Oleh Ai Suharti, S.Pd.
MuslimahTimes– Keadilan di negeri ini jika diibaratkan barang adalah barang yang mahal dan antik atau langka. Negeri yang katanya menjunjung pancasila yang salah satu silanya berbunyi “keadilan sosial bagi seluruh rakyat Indonesia”, tapi sungguh sulit untuk mencari yang namanya keadilan di negeri ini. Banyak kasus hukum yang membuktikan bahwa begitu langkanya keadilan di negeri ini.
Contoh kasus adalah sengketa pilpres di MK, meski banyak bukti yang diberikan terkait kecurangan tapi pada akhirnya MK memutuskan pihak yang dianggap curang akhirnya memenangkan sengketa itu. Kasus lainnya adalah yang terbaru terkait pelecehan seksual yang dialami Baiq Nuril.
Peninjauan Kembali yang diajukan Baiq Nuril, terpidana kasus pelanggaran UU ITE ditolak Mahkamah Agung. Alasannya, Baiq Nuril tak mampu hadirkan bukti baru atas kasus pelecehan seksual yang menimpanya. Ditolaknya PK oleh MA membuat Baiq Nuril harus tetap menjalani hukuman enam bulan penjara dan denda sebesar Rp500 juta subsider tiga bulan kurungan.

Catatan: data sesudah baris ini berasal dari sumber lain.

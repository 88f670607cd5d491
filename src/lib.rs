//! Matchy - read-optimized lookup database for IP prefixes and glob patterns
//!
//! Matchy stores two kinds of rules in one sealed, memory-mapped file and
//! answers both through one query engine:
//!
//! - **Prefix rules** (IP addresses and CIDR networks) resolved by
//!   longest-prefix match over a binary trie
//! - **Glob patterns** (`*`, `?`, `[...]`) resolved by an Aho-Corasick
//!   meta-word index with per-pattern confirmation
//!
//! Both kinds carry a structured payload (maps, arrays, strings, numbers)
//! stored once in a deduplicated, typed data section.
//!
//! # Quick start
//!
//! ```rust
//! use matchy::{Database, DatabaseBuilder};
//!
//! let mut builder = DatabaseBuilder::new();
//! builder.add_entry_json("1.2.3.0/24", r#"{"threat_level":"high"}"#)?;
//! builder.add_entry_json("*.evil.com", r#"{"category":"malware"}"#)?;
//! let bytes = builder.build()?;
//!
//! let db = Database::from_bytes(bytes)?;
//!
//! let answer = db.query("1.2.3.4")?;
//! assert!(answer.found);
//! assert_eq!(answer.prefix_len, 24);
//!
//! let hits = db.query_all_patterns("www.evil.com")?;
//! assert_eq!(hits.len(), 1);
//! # Ok::<(), matchy::Error>(())
//! ```
//!
//! # File layout
//!
//! ```text
//! ┌───────────────────────────────────────┐
//! │ header   magic · version · flags      │
//! │ metadata encoded map                  │
//! │ trie     node_count x 8 bytes         │
//! │ data     deduplicated typed values    │
//! │ patterns automaton · reverse map      │
//! │ footer   section table · CRC32       │
//! └───────────────────────────────────────┘
//! ```
//!
//! Opening validates the container and memory-maps it; no section is
//! parsed up front and queries read straight from the mapping. A sealed
//! file is immutable: all mutation happens in [`DatabaseBuilder`] before
//! [`DatabaseBuilder::save`].

#![warn(missing_docs)]
#![warn(clippy::all)]

mod automaton;
/// Database builder: classify keys, seal the file.
pub mod builder;
/// Stable C ABI.
pub mod c_api;
/// Unified query API.
pub mod database;
/// Error type and stable status codes.
pub mod error;
/// Container layout: header, sections, footer, checksum.
pub mod format;
/// Glob pattern grammar and matcher.
pub mod glob;
/// Lookup-key canonicalization.
pub mod key;
mod mmap;
/// Pattern index over the Aho-Corasick meta-word automaton.
pub mod pattern;
/// Search trie walker.
pub mod trie;
mod trie_builder;
/// Typed value codec for the data section.
pub mod value;

pub use crate::builder::{classify_key, DatabaseBuilder, EntryKind};
pub use crate::database::{Database, Entry, OpenOptions, PatternHit, QueryAnswer};
pub use crate::error::{Error, Result, Status};
pub use crate::glob::MatchMode;
pub use crate::value::{FlatEntry, RawValue, Value};

/// Library version string.
pub const VERSION: &str = env!("CARGO_PKG_VERSION");

#[cfg(test)]
mod tests {
    #[test]
    fn version_is_wired() {
        assert!(!super::VERSION.is_empty());
    }
}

Putusan MA kembali mencederai keadilan hukum yang ditegakkan di negeri ini. Maksud hati melaporkan pelecehan, malah berkebalikan. Ia dilaporkan balik karena dituduh telah menyebarkan rekaman dirinya dengan Kepala Sekolah tempatnya bekerja.
Lain Nuril, lain pula nasib Syafruddin. Koruptor kasus BLBI itu dinyatakan bebas pasca putusan kasasi MA. Ia dinyatakan bebas dari segala tuntutan hukum. Dalam putusan kasasi itu disebutkan, mantan Kepala Badan Penyehatan Perbankan Nasional (BPPN) itu memang bersalah atas perbuatannya hanya saja majelis hakim menilai tindakan Syafruddin bukan ranah pidana. Padahal pengadilan tinggi DKI telah menyatakan bahwa Syafruddin Arsyad terbukti bersalah terkait penerbitan SKL BLBI yang merugikan negara. Ia dijerat hukuman 15 tahun penjara. Namun, putusan MA justru mementahkan semua itu.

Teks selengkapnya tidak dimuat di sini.